There are rough costs of the Me 109 series in man hours, minus engine.
Bf-109E (1939)
12,000 Man Hours
Bf-109E (1940)
6,000~ Man Hours
Bf-109F (1941)
7,800~ Man Hours
Bf-109F (1942)
4,000 Man Hours
Bf-109G (1942)
5,700~ Man Hours
Bf-109G (1943)
4,000 Man Hours
Bf-109G (1944)
2,000 Man Hours

The problem for Italy is obvious: she did not have signifcant sources of either coal or oil so a highly industrialised economy built around high energy mass production would take time to develop. Natural gas was discovered in Italy during the war (using a German supplied balance gravitometer) but could not be exploited till after war.

Then Italian engine industry let itself slip behined in the vital 1938-1942 period though the 850kg 1500hp 18 cylinder Piaggio P.XII seems to have been an outstanding engine of low weight no fighter airframe was there to exploit it; this forced a quick catch up via liscence produced DB601 and DB605 which the Italian airframes seemed to exploit much better than the Me 109.


----------



## Elmas (Oct 23, 2011)

If I remember well, 30.000 hours were needed to produce a Macchi 202.......

I think the industrial production problems that affected the Spitfire, fortunately for England, were solved before the BoB, ( even not very much before....) as during the Battle there wasn't a particular shortage of Spitfires.
Certainly, the numbers were not those that the factory at Castle Bromwich could assure after the production started there from June 1940 onwards.

The Piaggio P.XII was certainly a well designed engine but.......
Briefly, as Italy in 1936 was sanctioned by the League of Nations, the raw materials used in the Nation had to be "autarchic" and as minimum depending from abroad: so the metal alloys used in italian engines were of very poor quality for the lack of the metals like chromium, manganese etc. and that caused the Italian engines of high power to be very unreliable.

And, finally, to the contrary of the general opinion that the "Regia Aeronautica" had a special treatment by the Fascist Government, most of the money spent in the Italian Armed Forces in the first '30 did actually go to the "Regia Marina": and so the lack of research and development in modern aeroplanes and aero engines even if, by my personal point of view, I dare say that the professional skills of Mario Castoldi and Giuseppe Gabrielli were not inferior to those of Reginald J. Mitchell o Willy Messerschmitt.

Cheers


----------



## Vincenzo (Oct 23, 2011)

Elmas said:


> And, finally, to the contrary of the general opinion that the "Regia Aeronautica" had a special treatment by the Fascist Government, most of the money spent in the Italian Armed Forces in the '30 did actually go to the "Regia Marina"

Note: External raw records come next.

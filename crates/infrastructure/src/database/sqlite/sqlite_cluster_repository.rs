use async_trait::async_trait;
use chrono::{DateTime, Utc};
use sentinel_core::{
    models::{NewNode, NewPod, Node, Pod, PodStatus},
    traits::ClusterRepository,
    SentinelError, SentinelResult,
};
use sqlx::{sqlite::SqliteRow, Row, SqlitePool};
use tracing::debug;

use crate::database::mapping::MappingHelpers;

const POD_COLUMNS: &str = "id, name, namespace, node_id, service, status, restarts, cpu_request, memory_request, created_at";

pub struct SqliteClusterRepository {
    pool: SqlitePool,
}

impl SqliteClusterRepository {
    pub fn new(pool: SqlitePool) -> Self {
        Self { pool }
    }

    fn row_to_node(row: &SqliteRow) -> SentinelResult<Node> {
        Ok(Node {
            id: row.try_get("id")?,
            name: row.try_get("name")?,
            region: row.try_get("region")?,
            status: MappingHelpers::parse_enum(row, "status")?,
            cpu_usage: row.try_get("cpu_usage")?,
            memory_usage: row.try_get("memory_usage")?,
            is_master: row.try_get("is_master")?,
        })
    }

    fn row_to_pod(row: &SqliteRow) -> SentinelResult<Pod> {
        Ok(Pod {
            id: row.try_get("id")?,
            name: row.try_get("name")?,
            namespace: row.try_get("namespace")?,
            node_id: row.try_get("node_id")?,
            service: row.try_get("service")?,
            status: MappingHelpers::parse_enum(row, "status")?,
            restarts: row.try_get("restarts")?,
            cpu_request: row.try_get("cpu_request")?,
            memory_request: row.try_get("memory_request")?,
            created_at: MappingHelpers::timestamp(row, "created_at")?,
        })
    }

    async fn get_pod(&self, id: i64) -> SentinelResult<Option<Pod>> {
        let row = sqlx::query(&format!("SELECT {POD_COLUMNS} FROM pods WHERE id = $1"))
            .bind(id)
            .fetch_optional(&self.pool)
            .await
            .map_err(SentinelError::Database)?;

        row.as_ref().map(Self::row_to_pod).transpose()
    }
}

#[async_trait]
impl ClusterRepository for SqliteClusterRepository {
    async fn list_nodes(&self) -> SentinelResult<Vec<Node>> {
        let rows = sqlx::query(
            "SELECT id, name, region, status, cpu_usage, memory_usage, is_master FROM nodes ORDER BY id",
        )
        .fetch_all(&self.pool)
        .await
        .map_err(SentinelError::Database)?;

        rows.iter().map(Self::row_to_node).collect()
    }

    async fn create_node(&self, node: &NewNode) -> SentinelResult<Node> {
        let created = Node::from_new(0, node);
        let result = sqlx::query(
            r#"
            INSERT INTO nodes (name, region, status, cpu_usage, memory_usage, is_master)
            VALUES ($1, $2, $3, $4, $5, $6)
            "#,
        )
        .bind(&created.name)
        .bind(&created.region)
        .bind(created.status.as_str())
        .bind(created.cpu_usage)
        .bind(created.memory_usage)
        .bind(created.is_master)
        .execute(&self.pool)
        .await
        .map_err(SentinelError::Database)?;

        let id = result.last_insert_rowid();
        debug!("创建节点成功: {} (id={})", created.name, id);
        Ok(Node { id, ..created })
    }

    async fn list_pods(&self) -> SentinelResult<Vec<Pod>> {
        let rows = sqlx::query(&format!("SELECT {POD_COLUMNS} FROM pods ORDER BY id"))
            .fetch_all(&self.pool)
            .await
            .map_err(SentinelError::Database)?;

        rows.iter().map(Self::row_to_pod).collect()
    }

    async fn list_pods_by_service_and_status(
        &self,
        service: &str,
        status: PodStatus,
    ) -> SentinelResult<Vec<Pod>> {
        let rows = sqlx::query(&format!(
            "SELECT {POD_COLUMNS} FROM pods WHERE service = $1 AND status = $2 ORDER BY id"
        ))
        .bind(service)
        .bind(status.as_str())
        .fetch_all(&self.pool)
        .await
        .map_err(SentinelError::Database)?;

        rows.iter().map(Self::row_to_pod).collect()
    }

    async fn create_pod(&self, pod: &NewPod, created_at: DateTime<Utc>) -> SentinelResult<Pod> {
        let result = sqlx::query(
            r#"
            INSERT INTO pods (name, namespace, node_id, service, status, restarts, cpu_request, memory_request, created_at)
            VALUES ($1, $2, $3, $4, $5, 0, $6, $7, $8)
            "#,
        )
        .bind(&pod.name)
        .bind(&pod.namespace)
        .bind(pod.node_id)
        .bind(&pod.service)
        .bind(pod.status.as_str())
        .bind(pod.cpu_request)
        .bind(pod.memory_request)
        .bind(MappingHelpers::to_millis(created_at))
        .execute(&self.pool)
        .await
        .map_err(SentinelError::Database)?;

        let id = result.last_insert_rowid();
        debug!("创建Pod成功: {} (id={})", pod.name, id);
        self.get_pod(id)
            .await?
            .ok_or(SentinelError::PodNotFound { id })
    }

    async fn update_pod(
        &self,
        id: i64,
        status: PodStatus,
        restarts: Option<i32>,
    ) -> SentinelResult<Pod> {
        let result = sqlx::query(
            "UPDATE pods SET status = $2, restarts = COALESCE($3, restarts) WHERE id = $1",
        )
        .bind(id)
        .bind(status.as_str())
        .bind(restarts)
        .execute(&self.pool)
        .await
        .map_err(SentinelError::Database)?;

        if result.rows_affected() == 0 {
            return Err(SentinelError::PodNotFound { id });
        }

        debug!("更新Pod状态: id={} status={}", id, status);
        self.get_pod(id)
            .await?
            .ok_or(SentinelError::PodNotFound { id })
    }
}
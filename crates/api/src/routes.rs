use std::sync::Arc;

use axum::{
    routing::{get, post},
    Router,
};

use sentinel_core::traits::Clock;
use sentinel_engine::SimulationEngine;
use sentinel_infrastructure::Repositories;

use crate::handlers::{
    chaos::{list_experiments, trigger_experiment},
    health::health_check,
    infrastructure::{list_nodes, list_pods},
    observability::{list_alerts, list_logs, list_metrics},
    orders::create_order,
    products::{get_product, list_products},
};

/// API应用状态
#[derive(Clone)]
pub struct AppState {
    pub repos: Repositories,
    pub engine: SimulationEngine,
    pub clock: Arc<dyn Clock>,
}

/// 创建API路由
pub fn create_routes(state: AppState) -> Router {
    Router::new()
        // 健康检查
        .route("/health", get(health_check))
        // 演示商城
        .route("/api/products", get(list_products))
        .route("/api/products/{id}", get(get_product))
        .route("/api/orders", post(create_order))
        // 集群状态
        .route("/api/infrastructure/nodes", get(list_nodes))
        .route("/api/infrastructure/pods", get(list_pods))
        // 可观测性数据
        .route("/api/observability/metrics", get(list_metrics))
        .route("/api/observability/logs", get(list_logs))
        .route("/api/observability/alerts", get(list_alerts))
        // 混沌实验
        .route("/api/chaos", get(list_experiments))
        .route("/api/chaos/trigger", post(trigger_experiment))
        .with_state(state)
}
use std::sync::Arc;

use tracing::{debug, info};

use sentinel_core::{
    constants::POD_NAME_SUFFIX_LEN,
    models::{NewNode, NewPod, NewProduct, Node},
    traits::{Clock, ClusterRepository, RandomSource, StorefrontRepository},
    SentinelError, SentinelResult,
};
use sentinel_infrastructure::StructuredLogger;

/// 种子Pod对应的服务，按顺序创建
pub const SEED_POD_SERVICES: [&str; 7] = [
    "frontend",
    "frontend",
    "backend",
    "backend",
    "database",
    "redis",
    "auth-service",
];

/// 数据库Pod固定调度到的节点
const DATABASE_NODE: &str = "worker-pool-2";

#[derive(Debug, Clone, Default, PartialEq, Eq)]
pub struct SeedReport {
    pub nodes: usize,
    pub pods: usize,
    pub products: usize,
}

impl SeedReport {
    pub fn is_empty(&self) -> bool {
        self.nodes == 0 && self.pods == 0 && self.products == 0
    }
}

/// 演示集群初始化
///
/// 节点、Pod与商品分别只在对应集合为空时写入，重复调用不产生任何写入。
pub struct InfrastructureSeeder {
    cluster: Arc<dyn ClusterRepository>,
    storefront: Arc<dyn StorefrontRepository>,
    clock: Arc<dyn Clock>,
    random: Arc<dyn RandomSource>,
}

impl InfrastructureSeeder {
    pub fn new(
        cluster: Arc<dyn ClusterRepository>,
        storefront: Arc<dyn StorefrontRepository>,
        clock: Arc<dyn Clock>,
        random: Arc<dyn RandomSource>,
    ) -> Self {
        Self {
            cluster,
            storefront,
            clock,
            random,
        }
    }

    pub fn catalogue() -> Vec<NewProduct> {
        vec![
            NewProduct::new(
                "Kubernetes The Hard Way",
                "A comprehensive guide to K8s internals.",
                49.99,
                "book",
                50,
            ),
            NewProduct::new(
                "Prometheus Handbook",
                "Master observability with Prometheus.",
                39.99,
                "book",
                100,
            ),
            NewProduct::new(
                "SRE Reliability Kit",
                "Tools for chaos engineering.",
                199.99,
                "kit",
                20,
            ),
            NewProduct::new(
                "Cluster Autoscaler Plushie",
                "Cute plushie that scales up.",
                24.99,
                "plushie",
                200,
            ),
        ]
    }

    pub async fn seed(&self) -> SentinelResult<SeedReport> {
        let mut report = SeedReport::default();

        // 三类数据分别在为空时补齐
        let mut nodes = self.cluster.list_nodes().await?;
        if nodes.is_empty() {
            info!("开始初始化演示集群");
            nodes = self.seed_nodes().await?;
            report.nodes = nodes.len();
        }

        if self.cluster.list_pods().await?.is_empty() {
            let workers: Vec<Node> = nodes.into_iter().filter(|node| !node.is_master).collect();
            for service in SEED_POD_SERVICES {
                let node = self.placement(service, &workers)?;
                let name = format!("{}-{}", service, self.random.suffix(POD_NAME_SUFFIX_LEN));
                self.cluster
                    .create_pod(&NewPod::running(name, Some(node.id), service), self.clock.now())
                    .await?;
                report.pods += 1;
            }
        }

        if self.storefront.list_products().await?.is_empty() {
            for product in Self::catalogue() {
                self.storefront.create_product(&product).await?;
                report.products += 1;
            }
        }

        if report.is_empty() {
            debug!("演示集群已完整，跳过初始化");
        } else {
            StructuredLogger::log_seeded(report.nodes, report.pods, report.products);
        }
        Ok(report)
    }

    async fn seed_nodes(&self) -> SentinelResult<Vec<Node>> {
        Ok(vec![
            self.cluster
                .create_node(&NewNode::worker("worker-pool-1", "us-east-1a"))
                .await?,
            self.cluster
                .create_node(&NewNode::worker(DATABASE_NODE, "us-east-1b"))
                .await?,
            self.cluster
                .create_node(&NewNode::master("control-plane-1", "us-east-1a"))
                .await?,
        ])
    }

    /// 数据库Pod固定在 worker-pool-2，其余随机选择工作节点
    fn placement<'a>(&self, service: &str, workers: &'a [Node]) -> SentinelResult<&'a Node> {
        if service == "database" {
            return workers
                .iter()
                .find(|node| node.name == DATABASE_NODE)
                .ok_or_else(|| SentinelError::Internal(format!("缺少节点 {DATABASE_NODE}")));
        }

        self.random
            .pick_index(workers.len())
            .and_then(|index| workers.get(index))
            .ok_or_else(|| SentinelError::Internal("没有可用的工作节点".to_string()))
    }
}
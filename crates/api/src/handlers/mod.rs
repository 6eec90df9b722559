pub mod chaos;
pub mod health;
pub mod infrastructure;
pub mod observability;
pub mod orders;
pub mod products;
use axum::{extract::State, Json};
use sentinel_core::{
    models::{Node, Pod},
    traits::ClusterRepository,
};

use crate::{error::ApiResult, routes::AppState};

pub async fn list_nodes(State(state): State<AppState>) -> ApiResult<Json<Vec<Node>>> {
    Ok(Json(state.repos.cluster.list_nodes().await?))
}

pub async fn list_pods(State(state): State<AppState>) -> ApiResult<Json<Vec<Pod>>> {
    Ok(Json(state.repos.cluster.list_pods().await?))
}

fiscal year budget in lire's milions Army Navy Air Force

1930/1 3230 1582 787
1931/2 3067 1626 775
1932/3 3068 1614 770
1933/4 2700 1440 720
1934/5 3036 1360 896
1935/6 7472 2927 2339 
1936/7 9460 3491 3728
1937/8 6250 3041 4086 
1938/9 7146 3500 4490
1939/0 15350 5291 7228


----------



## Elmas (Oct 23, 2011)

Thanks, very instructing figures.
It has to be noted that in the years from 1935 onwards, Italy was engaged in three wars (Spain, Abissinia and Albania) that were extremely costly, expecially for the Army and Air Force, much less for the Navy, and the sums had to be employed to fill losses, rather than to get more advanced material.


----------



## Shortround6 (Oct 23, 2011)

Siegfried said:


> Then Italian engine industry let itself slip behined in the vital 1938-1942 period though the 850kg 1500hp 18 cylinder Piaggio P.XII seems to have been an outstanding engine of low weight no fighter airframe was there to exploit it; this forced a quick catch up via liscence produced DB601 and DB605 which the Italian airframes seemed to exploit much better than the Me 109.



The 850kg 1500hp 18 cylinder Piaggio P.XII may have been a much better bomber or transport engine than fighter engine. In physical size this 53 liter engine was quite close to the Wright R-3350. the 1500hp is for take-off, rated power at 3,500 meters was 1350hp. It's low weight may have meant limited strength which held it's max RPM to 2100. The 176mm stroke didn't help either.


----------



## vanir (Oct 23, 2011)

Siegfried said:


> See Aeronautical research in Germany: from Lilienthal until today, Volume 147 By Ernst-Heinrich Hirschel, Horst Prem, Gero Madelung
> Page 179 for info on Me 309 laminar profile wings.
> 
> 
> ...



No 603E was fitted to an Me-410 mate, they all had the A. The 410B is reported third party as being fitted with the 603G but this is inaccurate, they were all fitted with 603A. There was quite a historical research project by a small team back in the old AAA IL2 days, I remember all the documented references in the release thread, I looked them up and downloaded some.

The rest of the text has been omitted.